A 34#/thrust electric only sluggishly moved my Old Town Sport Boat, a plastic hulled (i.e., not very rigid) craft similar to your Scanoe, and drained an Optima deep-cycle gel cell battery pretty quickly. A 1.5 HP Evinrude "Mate" gave much better performance on the Sport Boat, and on a side-mount bracket, on my Royalex Appalachian whitewater canoe. (This is not a satisfactory arrangement...) Now, I've abandoned the electric rig entirely for GP use, and have combined a 3.5HP Johnson 2-cycle and a Grumman 16' square stern, which is a very satisfactory combination.

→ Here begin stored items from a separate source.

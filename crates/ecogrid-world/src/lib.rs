//! Ecosystem simulation engine.
//!
//! Plants and animals live on a growable 2D grid where they age, move,
//! fight, eat and reproduce one tick at a time.

pub mod clock;
pub mod dice;
pub mod entity;
pub mod footprint;
pub mod generation;
pub mod grid;
pub mod interaction;
pub mod observe;
mod placement;
pub mod registry;
pub mod simulation;

pub use clock::{ClockState, TickReport};
pub use dice::{Dice, ScriptedDice, SeededDice};
pub use entity::{Creature, Entity, Vitals};
pub use footprint::Footprint;
pub use generation::GenerationSummary;
pub use grid::{Cell, Grid};
pub use observe::{EntityView, WorldSnapshot};
pub use registry::Registry;
pub use simulation::Ecosystem;
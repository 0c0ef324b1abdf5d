//! Initial world population.

use crate::dice::Dice;
use crate::simulation::Ecosystem;
use ecogrid_core::{GenerationConfig, Kind, KindWeights, Population};
use serde::{Deserialize, Serialize};
use tracing::{info, instrument};

/// Outcome of [`Ecosystem::populate`].
#[derive(Debug, Clone, Default, PartialEq, Serialize, Deserialize)]
pub struct GenerationSummary {
    pub attempted: usize,
    pub placed: Population,
    pub placement_failures: usize,
}

/// Draw a kind proportionally to its weight.
pub fn pick_kind(weights: &KindWeights, dice: &mut impl Dice) -> Kind {
    let mut target = dice.unit() * weights.total();
    let mut last = Kind::Plant;
    for kind in Kind::all() {
        let weight = weights.weight(kind);
        if weight <= 0.0 {
            continue;
        }
        if target < weight {
            return kind;
        }
        target -= weight;
        last = kind;
    }
    last
}

impl<D: Dice> Ecosystem<D> {
    /// Create `total_entity_count` entities at random locations. Entities
    /// that cannot be placed are dropped, not retried.
    #[instrument(skip_all, fields(count = config.total_entity_count))]
    pub fn populate(&mut self, config: &GenerationConfig) -> GenerationSummary {
        let mut summary = GenerationSummary {
            attempted: config.total_entity_count,
            ..Default::default()
        };
        let max_start_age = i32::try_from(config.max_start_age).unwrap_or(i32::MAX);

        for _ in 0..config.total_entity_count {
            let kind = pick_kind(&config.kind_weights, &mut self.dice);
            let age = self.dice.int(0, max_start_age).max(0) as u32;
            match self.create_and_place(kind, age) {
                Ok(_) => summary.placed.record(kind),
                Err(_) => summary.placement_failures += 1,
            }
        }

        info!(
            placed = summary.placed.total(),
            plants = summary.placed.plants,
            herbivores = summary.placed.herbivores,
            omnivores = summary.placed.omnivores,
            carnivores = summary.placed.carnivores,
            placement_failures = summary.placement_failures,
            height = self.grid().height,
            width = self.grid().width,
            "World generated"
        );
        summary
    }
}
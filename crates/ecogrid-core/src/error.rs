//! Error types for the simulation.

use crate::types::{Coord, EntityId, Kind};
use thiserror::Error;

pub type Result<T> = std::result::Result<T, Error>;

#[derive(Error, Debug)]
pub enum Error {
    #[error("IO error: {0}")]
    Io(#[from] std::io::Error),

    #[error("Serialization error: {0}")]
    Serialization(String),

    #[error("Validation error: {0}")]
    Validation(String),
}

impl From<serde_json::Error> for Error {
    fn from(err: serde_json::Error) -> Self {
        Error::Serialization(err.to_string())
    }
}

/// Not enough free cells around the start coordinate for the entity's size.
///
/// The entity is discarded before it is ever registered.
#[derive(Error, Debug, Clone, PartialEq, Eq)]
#[error("could not place {kind} of size {required} at {start}: only {claimed} cell(s) free")]
pub struct PlacementFailure {
    pub kind: Kind,
    pub start: Coord,
    pub required: usize,
    pub claimed: usize,
}

/// The grid and an entity's footprint disagree. Always a defect.
#[derive(Error, Debug, Clone, PartialEq, Eq)]
pub enum InvariantViolation {
    #[error("{entity} occupies {coord} but its footprint does not list it")]
    UnlistedOccupant { entity: EntityId, coord: Coord },

    #[error("{entity} lists {coord} in its footprint but the cell does not hold it")]
    MissingOccupant { entity: EntityId, coord: Coord },

    #[error("{entity} lists {coord} which is outside the grid")]
    OutOfBounds { entity: EntityId, coord: Coord },

    #[error("cell {coord} references {entity} which is not registered")]
    DanglingHandle { entity: EntityId, coord: Coord },

    #[error("{entity} holds {cells} cell(s) but has size {size}")]
    Oversized { entity: EntityId, cells: usize, size: u8 },

    #[error("cell {coord} lists {entity} more than once")]
    Duplicate { entity: EntityId, coord: Coord },
}
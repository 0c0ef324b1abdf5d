//! Runs a generated ecosystem until it dies out or hits the tick cap.

mod telemetry;

use anyhow::{Context, Result};
use ecogrid_core::{DeathCause, Population, SimulationConfig};
use ecogrid_world::{Ecosystem, SeededDice, TickReport};
use serde::Serialize;
use std::collections::HashMap;
use tracing::{info, instrument};

/// Totals over a whole run, printed as JSON when the run ends.
#[derive(Debug, Default, Serialize)]
struct RunSummary {
    seed: u64,
    ticks: u64,
    extinct: bool,
    generated: Population,
    final_population: Population,
    births: usize,
    deaths: HashMap<DeathCause, usize>,
    placement_failures: usize,
    grid_growths: u32,
    final_height: i32,
    final_width: i32,
}

impl RunSummary {
    fn absorb(&mut self, report: &TickReport) {
        self.ticks = report.tick;
        self.births += report.births;
        self.placement_failures += report.placement_failures;
        self.grid_growths += report.grid_growths;
        for (cause, count) in &report.deaths {
            *self.deaths.entry(*cause).or_insert(0) += count;
        }
        self.final_population = report.population;
        self.extinct = report.population.is_extinct();
    }

    /// Deaths for every cause in a fixed order, including causes never seen.
    fn death_breakdown(&self) -> Vec<(DeathCause, usize)> {
        DeathCause::all()
            .into_iter()
            .map(|cause| (cause, self.deaths.get(&cause).copied().unwrap_or(0)))
            .collect()
    }
}

fn main() -> Result<()> {
    let json_logs = std::env::var("ECOGRID_LOG_FORMAT")
        .map_or(false, |format| format.eq_ignore_ascii_case("json"));
    telemetry::init_telemetry(json_logs);

    let config = load_config()?;
    info!(
        seed = config.seed,
        height = config.world.height,
        width = config.world.width,
        entities = config.generation.total_entity_count,
        max_ticks = ?config.max_ticks,
        "Starting ecogrid run"
    );

    let mut eco = Ecosystem::new(&config)?;
    let summary = run(&mut eco, &config);

    info!(
        ticks = summary.ticks,
        extinct = summary.extinct,
        births = summary.births,
        population = summary.final_population.total(),
        "Run finished"
    );
    for (cause, count) in summary.death_breakdown() {
        info!(cause = ?cause, count, "Deaths");
    }
    println!("{}", serde_json::to_string_pretty(&summary)?);

    if let Ok(path) = std::env::var("ECOGRID_SNAPSHOT") {
        let snapshot = eco.snapshot().to_json()?;
        std::fs::write(&path, snapshot)
            .with_context(|| format!("failed to write snapshot to {path}"))?;
        info!(path = %path, "Snapshot written");
    }

    Ok(())
}

/// Config path from `ECOGRID_CONFIG`, else the first argument; defaults
/// when neither is set.
fn load_config() -> Result<SimulationConfig> {
    let path = std::env::var("ECOGRID_CONFIG")
        .ok()
        .or_else(|| std::env::args().nth(1));

    let Some(path) = path else {
        info!("No config given, using defaults");
        return Ok(SimulationConfig::default());
    };

    let text = std::fs::read_to_string(&path)
        .with_context(|| format!("failed to read config {path}"))?;
    let config = SimulationConfig::from_json(&text)
        .with_context(|| format!("invalid config {path}"))?;
    info!(path = %path, "Loaded config");
    Ok(config)
}

#[instrument(skip_all, fields(seed = config.seed))]
fn run(eco: &mut Ecosystem<SeededDice>, config: &SimulationConfig) -> RunSummary {
    let generation = eco.populate(&config.generation);
    let mut summary = RunSummary {
        seed: config.seed,
        generated: generation.placed,
        final_population: generation.placed,
        extinct: generation.placed.is_extinct(),
        placement_failures: generation.placement_failures,
        ..Default::default()
    };

    while !summary.extinct {
        if config.max_ticks.is_some_and(|max| eco.tick() >= max) {
            info!(tick = eco.tick(), "Tick cap reached");
            break;
        }

        let population = eco.advance_tick();
        let report = eco.last_report();
        summary.absorb(report);

        info!(
            tick = report.tick,
            plants = population.plants,
            herbivores = population.herbivores,
            omnivores = population.omnivores,
            carnivores = population.carnivores,
            births = report.births,
            deaths = report.total_deaths(),
            "Tick"
        );
    }

    summary.final_height = eco.grid().height;
    summary.final_width = eco.grid().width;
    summary
}

#[cfg(test)]
mod tests {
    use super::*;
    use ecogrid_core::{GenerationConfig, Kind, WorldConfig};

    #[test]
    fn test_summary_absorbs_reports() {
        let mut summary = RunSummary::default();

        let mut first = TickReport::new(1);
        first.births = 2;
        first.record_death(DeathCause::Eaten);
        first.population.record(Kind::Plant);
        summary.absorb(&first);

        let mut second = TickReport::new(2);
        second.record_death(DeathCause::Eaten);
        second.record_death(DeathCause::OldAge);
        second.grid_growths = 1;
        summary.absorb(&second);

        assert_eq!(summary.ticks, 2);
        assert_eq!(summary.births, 2);
        assert_eq!(summary.deaths[&DeathCause::Eaten], 2);
        assert_eq!(summary.grid_growths, 1);
        assert!(summary.extinct);
    }

    #[test]
    fn test_death_breakdown_lists_every_cause() {
        let mut summary = RunSummary::default();
        let mut report = TickReport::new(1);
        report.record_death(DeathCause::Poisoned);
        report.record_death(DeathCause::Poisoned);
        summary.absorb(&report);

        let breakdown = summary.death_breakdown();
        assert_eq!(breakdown.len(), 7);
        assert_eq!(breakdown[0], (DeathCause::OldAge, 0));
        assert_eq!(breakdown[6], (DeathCause::Poisoned, 2));
        assert_eq!(breakdown.iter().map(|(_, n)| n).sum::<usize>(), 2);
    }

    #[test]
    fn test_run_respects_tick_cap() {
        let config = SimulationConfig {
            seed: 3,
            max_ticks: Some(4),
            world: WorldConfig {
                height: 30,
                width: 30,
                growth_margin: 5,
            },
            generation: GenerationConfig {
                total_entity_count: 200,
                ..Default::default()
            },
            ..Default::default()
        };
        let mut eco = Ecosystem::new(&config).unwrap();
        let summary = run(&mut eco, &config);

        assert!(summary.ticks <= 4);
        assert!(summary.generated.total() > 0);
        assert!(summary.extinct || summary.ticks == 4);
        assert_eq!(summary.final_width, eco.grid().width);
    }

    #[test]
    fn test_empty_world_is_extinct_before_first_tick() {
        let config = SimulationConfig {
            generation: GenerationConfig {
                total_entity_count: 0,
                ..Default::default()
            },
            ..Default::default()
        };
        let mut eco = Ecosystem::new(&config).unwrap();
        let summary = run(&mut eco, &config);
        assert!(summary.extinct);
        assert_eq!(summary.ticks, 0);
    }
}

The electric motors are clean and quiet, but the heavy batteries are a real problem (unstable ballast, etc.) in a small, light boat. Most electric shafts are awkwardly too long when mounted on a low freeboard boat, i.e., they demand excessive draft in a boat designed for shallow water. Old Town sells an electric motor specifically designed for canoes --- short shaft, correctly "geared" and with appropriate prop pitch for canoes. It's not cheap but it appears to me to be the best choice in electric canoe propulsion.

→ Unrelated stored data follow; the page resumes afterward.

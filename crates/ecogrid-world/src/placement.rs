//! Placement of entities on the grid: creation, birth, movement and
//! footprint reshaping after a size change.

use crate::dice::Dice;
use crate::entity::Entity;
use crate::footprint::{neighbours, NEIGHBOUR_OFFSETS};
use crate::simulation::Ecosystem;
use ecogrid_core::{Coord, EntityId, PlacementFailure};
use tracing::{debug, info, trace};

impl<D: Dice> Ecosystem<D> {
    /// Place a freshly created entity at a random start cell.
    ///
    /// An occupied start is redrawn once; a second collision is tolerated.
    pub(crate) fn place_new(&mut self, entity: Entity) -> Result<EntityId, PlacementFailure> {
        let mut start = self.random_coord();
        if !self.grid.is_vacant(start) {
            start = self.random_coord();
        }
        self.place_new_at(entity, start)
    }

    /// Claim `start` plus empty in-bounds neighbours. The entity is
    /// discarded, not registered, when fewer than `size` cells are free.
    pub(crate) fn place_new_at(
        &mut self,
        mut entity: Entity,
        start: Coord,
    ) -> Result<EntityId, PlacementFailure> {
        let start = start.shifted(self.resize_if_needed(start));
        let id = entity.id;
        let required = entity.size as usize;

        entity.footprint.claim(&mut self.grid, id, start);
        for candidate in neighbours(start) {
            if entity.footprint.len() >= required {
                break;
            }
            if self.grid.in_bounds(candidate) && self.grid.is_vacant(candidate) {
                entity.footprint.claim(&mut self.grid, id, candidate);
            }
        }

        if entity.footprint.len() < required {
            let failure = PlacementFailure {
                kind: entity.kind(),
                start,
                required,
                claimed: entity.footprint.len(),
            };
            entity.footprint.release_all(&mut self.grid, id);
            self.report.placement_failures += 1;
            debug!(kind = %failure.kind, start = %start, required, claimed = failure.claimed, "Placement failed");
            return Err(failure);
        }

        trace!(entity_id = %id, kind = %entity.kind(), start = %start, size = entity.size, "Entity placed");
        self.registry.insert(entity);
        Ok(id)
    }

    /// Register a newborn at `coord`. Neighbours may already be occupied;
    /// out-of-bounds neighbours are skipped rather than grown into.
    pub(crate) fn place_newborn(&mut self, mut entity: Entity, coord: Coord) -> EntityId {
        let id = entity.id;
        let required = entity.size as usize;

        entity.footprint.claim(&mut self.grid, id, coord);
        for candidate in neighbours(coord) {
            if entity.footprint.len() >= required {
                break;
            }
            if self.grid.in_bounds(candidate) {
                entity.footprint.claim(&mut self.grid, id, candidate);
            }
        }

        self.registry.insert(entity);
        id
    }

    /// Move an animal by a random delta bounded by its speed.
    pub(crate) fn relocate(&mut self, id: EntityId) {
        let Some(entity) = self.registry.get(id) else {
            return;
        };
        let speed = entity.vitals().map_or(0, |vitals| vitals.speed);
        let Some(start) = entity.footprint.start() else {
            return;
        };
        if speed <= 0 {
            return;
        }

        let d_row = self.dice.int(-speed, speed + 1);
        let d_col = self.dice.int(-speed, speed + 1);
        let target = start.add(d_row, d_col);
        let target = target.shifted(self.resize_if_needed(target));

        if let Some(entity) = self.registry.get_mut(id) {
            entity.footprint.release_all(&mut self.grid, id);
            entity.footprint.claim(&mut self.grid, id, target);
        }
        self.claim_neighbours(id);

        trace!(entity_id = %id, from = %start, to = %target, "Entity moved");
    }

    /// Re-derive the footprint after a size change: every cell is released,
    /// then the start and `size - 1` neighbours are claimed again.
    pub(crate) fn reshape(&mut self, id: EntityId) {
        let Some(entity) = self.registry.get_mut(id) else {
            return;
        };
        let Some(start) = entity.footprint.start() else {
            return;
        };
        entity.footprint.release_all(&mut self.grid, id);
        entity.footprint.claim(&mut self.grid, id, start);
        self.claim_neighbours(id);
    }

    /// Fill the footprint up to `size` cells around its start, stacking on
    /// occupied cells and growing the grid for out-of-bounds candidates.
    fn claim_neighbours(&mut self, id: EntityId) {
        for (d_row, d_col) in NEIGHBOUR_OFFSETS {
            // Re-read the start each time: a growth rebases every footprint.
            let Some(entity) = self.registry.get(id) else {
                return;
            };
            if entity.footprint.len() >= entity.size as usize {
                return;
            }
            let Some(start) = entity.footprint.start() else {
                return;
            };

            let candidate = start.add(d_row, d_col);
            let candidate = candidate.shifted(self.resize_if_needed(candidate));
            if let Some(entity) = self.registry.get_mut(id) {
                entity.footprint.claim(&mut self.grid, id, candidate);
            }
        }
    }

    /// Grow the grid until `coord` fits and rebase every footprint.
    /// Returns the offset the caller must apply to `coord`.
    pub(crate) fn resize_if_needed(&mut self, coord: Coord) -> i32 {
        let offset = self.grid.grow_to_fit(coord);
        if offset > 0 {
            self.registry.rebase(offset);
            info!(
                offset,
                margin = self.grid.margin(),
                height = self.grid.height,
                width = self.grid.width,
                tick = self.tick(),
                "Grid grown"
            );
        }
        offset
    }

    fn random_coord(&mut self) -> Coord {
        let row = self.dice.int(0, self.grid.height);
        let col = self.dice.int(0, self.grid.width);
        Coord::new(row, col)
    }
}
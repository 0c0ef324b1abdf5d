//! Logging setup for the runner.

use tracing::info;
use tracing_subscriber::{layer::SubscriberExt, util::SubscriberInitExt, EnvFilter, Layer};

pub fn init_telemetry(json: bool) {
    let filter = EnvFilter::try_from_default_env()
        .unwrap_or_else(|_| "info,ecogrid_world=info".into());

    // Boxed so both formats fit the same layer slot
    let fmt_layer = if json {
        tracing_subscriber::fmt::layer()
            .json()
            .with_target(true)
            .boxed()
    } else {
        tracing_subscriber::fmt::layer().with_target(true).boxed()
    };

    tracing_subscriber::registry()
        .with(filter)
        .with(fmt_layer)
        .init();

    info!(json, "Telemetry initialized");
}
//! Serialized, rate-limited dispatch of outbound API requests.

use std::future::Future;
use std::time::Duration;

use tokio::sync::Mutex;
use tokio::time::{sleep, Instant};

/// A single-lane request gate.
///
/// Requests run one at a time in arrival order (the internal mutex is fair),
/// with a fixed minimum delay between the completion of one request and the
/// dispatch of the next. Concurrent resolution branches therefore share one
/// outbound pipeline rather than hammering the upstream API in parallel.
///
/// There is no per-request timeout; a hung request stalls the lane.
#[derive(Debug)]
pub struct RequestScheduler {
    interval: Duration,
    last_finished: Mutex<Option<Instant>>,
}

impl RequestScheduler {
    /// Create a scheduler with the given minimum inter-request delay.
    pub fn new(interval: Duration) -> Self {
        RequestScheduler {
            interval,
            last_finished: Mutex::new(None),
        }
    }

    /// Run `fut` once the lane is free and the inter-request delay has
    /// elapsed, returning its output.
    pub async fn run<F, T>(&self, fut: F) -> T
    where
        F: Future<Output = T>,
    {
        let mut last = self.last_finished.lock().await;
        if let Some(finished) = *last {
            let ready_at = finished + self.interval;
            let now = Instant::now();
            if ready_at > now {
                sleep(ready_at - now).await;
            }
        }
        let out = fut.await;
        *last = Some(Instant::now());
        out
    }
}

#[cfg(test)]
mod tests {
    use super::*;
    use std::sync::atomic::{AtomicUsize, Ordering};

    #[tokio::test(start_paused = true)]
    async fn test_spaces_requests_by_interval() {
        let scheduler = RequestScheduler::new(Duration::from_millis(100));
        let start = Instant::now();
        scheduler.run(async {}).await;
        scheduler.run(async {}).await;
        scheduler.run(async {}).await;
        // First request is immediate; the next two each wait out the gap.
        assert!(start.elapsed() >= Duration::from_millis(200));
    }

    #[tokio::test(start_paused = true)]
    async fn test_one_request_in_flight_at_a_time() {
        let scheduler = RequestScheduler::new(Duration::from_millis(10));
        let active = AtomicUsize::new(0);
        let run = || {
            scheduler.run(async {
                assert_eq!(active.fetch_add(1, Ordering::SeqCst), 0);
                sleep(Duration::from_millis(5)).await;
                active.fetch_sub(1, Ordering::SeqCst);
            })
        };
        tokio::join!(run(), run(), run());
    }

    #[tokio::test(start_paused = true)]
    async fn test_returns_future_output() {
        let scheduler = RequestScheduler::new(Duration::from_millis(1));
        let value = scheduler.run(async { 41 + 1 }).await;
        assert_eq!(value, 42);
    }
}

2-cycle outboards seem to be the ideal for canoe-size craft, lightweight combination of motor and fuel (easily distributed among several small tanks) and an easily monitored fuel supply (not the case with batteries...)
In any case, there's a reasonable limit to maximum horsepower/thrust, and that's your boat's hull speed relative to Load Waterline length --- with displacement (vs. planing) hulls, you're never going to get a canoe moving very fast...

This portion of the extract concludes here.